## BRIEF:
Beginning with the line that holds "credential at startup." in the data below, give again every line through the one that holds "pub use config::Config;", exactly as written.

• • • •

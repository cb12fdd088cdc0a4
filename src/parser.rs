//! Reply parser — a small tolerant grammar over the model's free-text reply.
//!
//! The scoring prompt *requests* a `SCORE:` / `STRENGTHS:` / `MISSING:` layout
//! but the model guarantees nothing. Every match here is optional and every
//! miss degrades to a default; the parser has no error path at all. Sections
//! are located by heading, sliced as spans, and cleaned line by line — a rigid
//! grammar would break on the first bullet-glyph or phrasing drift.

use std::sync::OnceLock;

use regex::Regex;
use serde::{Deserialize, Serialize};

/// Entries kept per section, in source order.
pub const SECTION_CAP: usize = 3;
/// Cleaned lines at or under this many characters are noise, not content.
pub const NOISE_FLOOR: usize = 5;

/// Glyphs stripped from the edges of a bullet line before cleaning.
const BULLET_GLYPHS: &[char] = &[
    '*', '•', '‣', '▪', '▸', '▹', '►', '▬', '-', '—', '★', '☆', '✦', '✧', '●', '◉', '◎',
];

/// Structured form of one model reply.
#[derive(Debug, Clone, Default, PartialEq, Eq, Serialize, Deserialize)]
pub struct ParsedReply {
    /// Raw score as the model stated it. Not clamped here — the record
    /// constructor owns the 0–100 domain.
    pub score: u32,
    pub strengths: Vec<String>,
    pub gaps: Vec<String>,
}

fn score_re() -> &'static Regex {
    static RE: OnceLock<Regex> = OnceLock::new();
    RE.get_or_init(|| Regex::new(r"(?i)score[:\s]*(\d+)").expect("score pattern compiles"))
}

fn strengths_heading_re() -> &'static Regex {
    static RE: OnceLock<Regex> = OnceLock::new();
    RE.get_or_init(|| Regex::new(r"(?i)strengths?[:\s]*").expect("strengths pattern compiles"))
}

fn missing_heading_re() -> &'static Regex {
    static RE: OnceLock<Regex> = OnceLock::new();
    RE.get_or_init(|| Regex::new(r"(?i)missing[:\s]*").expect("missing pattern compiles"))
}

fn missing_token_re() -> &'static Regex {
    static RE: OnceLock<Regex> = OnceLock::new();
    RE.get_or_init(|| Regex::new(r"(?i)missing").expect("missing token compiles"))
}

/// Parses a raw reply into score, strengths, and gaps.
pub fn parse_reply(text: &str) -> ParsedReply {
    ParsedReply {
        score: parse_score(text),
        strengths: parse_section(strengths_span(text)),
        gaps: parse_section(gaps_span(text)),
    }
}

/// First integer following a "score" token, or 0.
/// A digit run too large for `u32` is degenerate input and also yields 0.
fn parse_score(text: &str) -> u32 {
    score_re()
        .captures(text)
        .and_then(|caps| caps.get(1))
        .and_then(|m| m.as_str().parse().ok())
        .unwrap_or(0)
}

/// Span between the strengths heading and the next "missing" token, or
/// end-of-text. Empty when the heading is absent.
fn strengths_span(text: &str) -> &str {
    let Some(heading) = strengths_heading_re().find(text) else {
        return "";
    };
    let body = &text[heading.end()..];
    match missing_token_re().find(body) {
        Some(terminator) => &body[..terminator.start()],
        None => body,
    }
}

/// Span from the "missing" heading to end-of-text. There is no known
/// terminator after it, so trailing boilerplate leaks into the span; the
/// length floor in `clean_line` is the only filter.
fn gaps_span(text: &str) -> &str {
    match missing_heading_re().find(text) {
        Some(heading) => &text[heading.end()..],
        None => "",
    }
}

/// Splits a section span into cleaned entries: at most `SECTION_CAP`, each
/// longer than `NOISE_FLOOR` chars, in source order.
fn parse_section(span: &str) -> Vec<String> {
    span.lines()
        .map(clean_line)
        .filter(|line| line.chars().count() > NOISE_FLOOR)
        .take(SECTION_CAP)
        .collect()
}

/// Strips bullet glyphs from the edges, collapses internal whitespace, and
/// trims residual `:`, `;`, `-`, and spaces.
fn clean_line(line: &str) -> String {
    static WS: OnceLock<Regex> = OnceLock::new();
    let ws = WS.get_or_init(|| Regex::new(r"\s+").expect("whitespace pattern compiles"));

    let stripped = line.trim().trim_matches(|c| BULLET_GLYPHS.contains(&c));
    let collapsed = ws.replace_all(stripped, " ");
    collapsed
        .trim_matches(|c: char| matches!(c, ' ' | ':' | ';' | '-'))
        .to_string()
}

#[cfg(test)]
mod tests {
    use super::*;

    #[test]
    fn test_score_line_parses() {
        assert_eq!(parse_reply("SCORE: 73%").score, 73);
    }

    #[test]
    fn test_score_is_case_insensitive() {
        assert_eq!(parse_reply("score: 42%").score, 42);
        assert_eq!(parse_reply("Score 42").score, 42);
    }

    #[test]
    fn test_no_score_token_defaults_to_zero() {
        assert_eq!(parse_reply("the model rambled about the weather").score, 0);
    }

    #[test]
    fn test_first_integer_after_score_wins() {
        assert_eq!(parse_reply("SCORE: 60% maybe 90%").score, 60);
    }

    #[test]
    fn test_out_of_range_score_passes_through_raw() {
        // The parser does not clamp; the record constructor does.
        assert_eq!(parse_reply("SCORE: 150%").score, 150);
    }

    #[test]
    fn test_overflowing_digit_run_defaults_to_zero() {
        assert_eq!(parse_reply("SCORE: 99999999999999999999%").score, 0);
    }

    #[test]
    fn test_expected_format_parses_fully() {
        let reply = "SCORE: 85%\nSTRENGTHS:\n- Python expert\n- Built REST APIs\nMISSING:\n- No cloud experience";
        let parsed = parse_reply(reply);
        assert_eq!(parsed.score, 85);
        assert_eq!(parsed.strengths, vec!["Python expert", "Built REST APIs"]);
        assert_eq!(parsed.gaps, vec!["No cloud experience"]);
    }

    #[test]
    fn test_canonical_empty_reply_yields_defaults() {
        let parsed = parse_reply("SCORE: 0%\nSTRENGTHS:\nMISSING:");
        assert_eq!(parsed, ParsedReply::default());
    }

    #[test]
    fn test_sections_cap_at_three_entries_in_order() {
        let reply = "STRENGTHS:\n- first strength\n- second strength\n- third strength\n- fourth strength\nMISSING:";
        let parsed = parse_reply(reply);
        assert_eq!(
            parsed.strengths,
            vec!["first strength", "second strength", "third strength"]
        );
    }

    #[test]
    fn test_short_lines_are_discarded_as_noise() {
        let reply = "STRENGTHS:\n- ok\n- SQL\n- solid API design background\nMISSING:";
        let parsed = parse_reply(reply);
        assert_eq!(parsed.strengths, vec!["solid API design background"]);
    }

    #[test]
    fn test_noise_floor_is_strictly_greater_than_five() {
        // exactly 5 chars cleaned → dropped; 6 chars → kept
        let parsed = parse_reply("STRENGTHS:\n- abcde\n- abcdef\nMISSING:");
        assert_eq!(parsed.strengths, vec!["abcdef"]);
    }

    #[test]
    fn test_bullet_glyph_variants_are_stripped() {
        let reply = "STRENGTHS:\n• Kubernetes operations\n★ CI/CD pipelines\n▸ Terraform modules\nMISSING:";
        let parsed = parse_reply(reply);
        assert_eq!(
            parsed.strengths,
            vec!["Kubernetes operations", "CI/CD pipelines", "Terraform modules"]
        );
    }

    #[test]
    fn test_internal_whitespace_collapses() {
        let parsed = parse_reply("STRENGTHS:\n-  strong    Rust   background\nMISSING:");
        assert_eq!(parsed.strengths, vec!["strong Rust background"]);
    }

    #[test]
    fn test_residual_punctuation_trimmed() {
        let parsed = parse_reply("STRENGTHS:\n- leadership experience: \nMISSING:");
        assert_eq!(parsed.strengths, vec!["leadership experience"]);
    }

    #[test]
    fn test_strength_singular_heading_matches() {
        let parsed = parse_reply("STRENGTH: deep systems knowledge\nMISSING:");
        assert_eq!(parsed.strengths, vec!["deep systems knowledge"]);
    }

    #[test]
    fn test_lowercase_headings_match() {
        let parsed = parse_reply("score: 50\nstrengths:\n- embedded firmware\nmissing:\n- web frontend work");
        assert_eq!(parsed.score, 50);
        assert_eq!(parsed.strengths, vec!["embedded firmware"]);
        assert_eq!(parsed.gaps, vec!["web frontend work"]);
    }

    #[test]
    fn test_missing_strengths_section_yields_empty_list() {
        let parsed = parse_reply("SCORE: 40%\nMISSING:\n- everything relevant");
        assert!(parsed.strengths.is_empty());
        assert_eq!(parsed.gaps, vec!["everything relevant"]);
    }

    #[test]
    fn test_missing_gaps_section_yields_empty_list() {
        let parsed = parse_reply("SCORE: 95%\nSTRENGTHS:\n- basically everything");
        assert_eq!(parsed.strengths, vec!["basically everything"]);
        assert!(parsed.gaps.is_empty());
    }

    #[test]
    fn test_gaps_capture_runs_to_end_of_text() {
        // No terminator after MISSING — trailing boilerplate leaks in if it
        // survives the length floor. Pinned, not fixed.
        let reply = "MISSING:\n- no Docker experience\nOverall a promising candidate.";
        let parsed = parse_reply(reply);
        assert_eq!(
            parsed.gaps,
            vec!["no Docker experience", "Overall a promising candidate."]
        );
    }

    #[test]
    fn test_strengths_stop_at_missing_heading() {
        let reply = "STRENGTHS:\n- strong SQL skills\nMISSING:\n- no Go experience";
        let parsed = parse_reply(reply);
        assert_eq!(parsed.strengths, vec!["strong SQL skills"]);
        assert_eq!(parsed.gaps, vec!["no Go experience"]);
    }

    #[test]
    fn test_empty_input_yields_all_defaults() {
        assert_eq!(parse_reply(""), ParsedReply::default());
    }
}
//! Resume screening pipeline.
//!
//! Turns a batch of uploaded resume documents and one job description into a
//! ranked set of screening records: per document, embedded text is extracted,
//! an external model scores it against the job description, and the model's
//! free-text reply is parsed into a structured record. An operator-facing
//! surface (not part of this crate) renders the records via [`view`] and
//! triggers decision emails via [`notify`].
//!
//! Batch resilience is the guiding principle: a dead model call, an
//! unextractable document, or a malformed reply degrades a single record's
//! quality and nothing else. The only fatal condition is a missing scoring
//! credential at startup.

pub mod config;
pub mod extract;
pub mod llm_client;
pub mod models;
pub mod notify;
pub mod parser;
pub mod pipeline;
pub mod session;
pub mod telemetry;
pub mod view;

pub use config::Config;
pub use llm_client::{GeminiClient, ScoreModel, ScoreReply};
pub use models::ScreeningRecord;
pub use notify::Notifier;
pub use pipeline::{screen_batch, Document};
pub use session::ScreeningSession;
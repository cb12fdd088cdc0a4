//! Batch pipeline: extract → score → parse, one document at a time.
//!
//! Documents are processed strictly in submission order with no fan-out and
//! no cancellation; the interactive surface blocks until the batch completes.
//! A fault anywhere in one document's chain degrades only that document's
//! record — the batch always produces one record per input.

use tracing::{debug, info};

use crate::extract;
use crate::llm_client::{self, ScoreModel};
use crate::models::ScreeningRecord;
use crate::parser;
use crate::session::ScreeningSession;

/// One uploaded document: display name plus raw content.
#[derive(Debug, Clone)]
pub struct Document {
    pub name: String,
    pub bytes: Vec<u8>,
}

impl Document {
    pub fn new(name: impl Into<String>, bytes: Vec<u8>) -> Self {
        Self {
            name: name.into(),
            bytes,
        }
    }
}

/// Screens a batch of documents against one job description and returns the
/// session already ranked.
pub async fn screen_batch(
    model: &dyn ScoreModel,
    job_desc: &str,
    documents: &[Document],
) -> ScreeningSession {
    let mut session = ScreeningSession::new();

    for document in documents {
        let record = screen_document(model, job_desc, document).await;
        info!(
            source = %record.source_name,
            score = record.score,
            degraded = record.degraded,
            "document screened"
        );
        session.push(record);
    }

    session.rank();
    info!(total = session.len(), "batch complete");
    session
}

async fn screen_document(
    model: &dyn ScoreModel,
    job_desc: &str,
    document: &Document,
) -> ScreeningRecord {
    let text = extract::extract_text(&document.bytes);
    debug!(source = %document.name, chars = text.len(), "text extracted");

    let contact = extract::extract_email(&text);
    let reply = llm_client::score_resume(model, job_desc, &text).await;
    let parsed = parser::parse_reply(reply.text());

    ScreeningRecord::new(document.name.clone(), contact, parsed, reply.is_degraded())
}
use tracing_subscriber::{layer::SubscriberExt, util::SubscriberInitExt, EnvFilter};

/// Initializes structured logging for the embedding process.
///
/// `RUST_LOG` wins when set; otherwise `default_filter` (typically
/// `Config::rust_log`) applies. Safe to call more than once — later calls are
/// no-ops, so library tests and the embedding surface can both call it.
pub fn init(default_filter: &str) {
    let filter =
        EnvFilter::try_from_default_env().unwrap_or_else(|_| EnvFilter::new(default_filter));

    let _ = tracing_subscriber::registry()
        .with(filter)
        .with(tracing_subscriber::fmt::layer())
        .try_init();
}

#[cfg(test)]
mod tests {
    use super::*;

    #[test]
    fn test_init_is_idempotent() {
        init("info");
        init("debug"); // second call must not panic
    }
}
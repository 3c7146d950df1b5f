//! Keyboard state
//!
//! The host feeds key-down/key-up events in; the game loop reads a snapshot
//! once per frame.

use crate::sim::FrameInput;

/// Keys the game listens to
#[derive(Debug, Clone, Copy, PartialEq, Eq)]
pub enum GameKey {
    Left,
    Right,
    Up,
    Manipulate,
}

impl GameKey {
    /// Map a `KeyboardEvent.key` value
    pub fn from_key(key: &str) -> Option<Self> {
        match key {
            "ArrowLeft" | "Left" => Some(GameKey::Left),
            "ArrowRight" | "Right" => Some(GameKey::Right),
            "ArrowUp" | "Up" => Some(GameKey::Up),
            " " | "Spacebar" => Some(GameKey::Manipulate),
            _ => None,
        }
    }
}

#[derive(Debug, Clone, Copy, Default, PartialEq, Eq)]
pub struct KeyState {
    pub left: bool,
    pub right: bool,
    pub up: bool,
    pub manipulate: bool,
}

impl KeyState {
    pub fn set(&mut self, key: GameKey, down: bool) {
        match key {
            GameKey::Left => self.left = down,
            GameKey::Right => self.right = down,
            GameKey::Up => self.up = down,
            GameKey::Manipulate => self.manipulate = down,
        }
    }

    /// Record a key event. Returns false for keys the game ignores.
    pub fn key_changed(&mut self, key: &str, down: bool) -> bool {
        match GameKey::from_key(key) {
            Some(k) => {
                self.set(k, down);
                true
            }
            None => false,
        }
    }

    /// Forget every held key (focus lost)
    pub fn clear(&mut self) {
        *self = Self::default();
    }

    pub fn snapshot(&self) -> FrameInput {
        FrameInput {
            left: self.left,
            right: self.right,
            up: self.up,
            manipulate: self.manipulate,
        }
    }
}

#[cfg(test)]
mod tests {
    use super::*;

    #[test]
    fn test_key_mapping() {
        let mut keys = KeyState::default();
        assert!(keys.key_changed("ArrowRight", true));
        assert!(keys.key_changed(" ", true));
        assert!(!keys.key_changed("a", true));
        let input = keys.snapshot();
        assert!(input.right && input.manipulate);
        assert!(!input.left && !input.up);

        keys.key_changed("ArrowRight", false);
        assert!(!keys.snapshot().right);
    }

    #[test]
    fn test_clear_releases_everything() {
        let mut keys = KeyState::default();
        keys.key_changed("ArrowUp", true);
        keys.key_changed("ArrowLeft", true);
        keys.clear();
        assert_eq!(keys.snapshot(), FrameInput::default());
    }
}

• • • •

## ANSWER BOX:
//! credential at startup.

pub mod config;
pub mod extract;
pub mod llm_client;
pub mod models;
pub mod notify;
pub mod parser;
pub mod pipeline;
pub mod session;
pub mod telemetry;
pub mod view;

pub use config::Config;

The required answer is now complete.